:: Input material ::

// CLI module
// Command-line interface and argument parsing

mod args;

pub use args::{CliArgs, StrategyType};

use clap::Parser;

/// Parse command-line arguments using clap
///
/// If parsing fails (invalid arguments, missing input, or `--help`), clap
/// prints the error or help text and exits the process.
pub fn parse_args() -> CliArgs {
    CliArgs::parse()
}
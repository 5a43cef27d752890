//! Types module
//!
//! Contains core data structures used throughout the application.
//! This module organizes types into logical submodules:
//! - `account`: Account-related types
//! - `transaction`: History entries and ledger operations
//! - `error`: Error types for the ledger

pub mod account;
pub mod error;
pub mod transaction;

pub use account::{Account, AccountNumber};
pub use error::LedgerError;
pub use transaction::{
    Counterpart, EntryKind, HistoryEntry, Operation, OperationType, TransferDirection,
};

:::

Goal of the exercise> The answer is the line with "pub use error::LedgerError;" plus every line after it to the last line of the entries above, copied exactly and with no other lines.

Written response>
pub use error::LedgerError;
pub use transaction::{
    Counterpart, EntryKind, HistoryEntry, Operation, OperationType, TransferDirection,
};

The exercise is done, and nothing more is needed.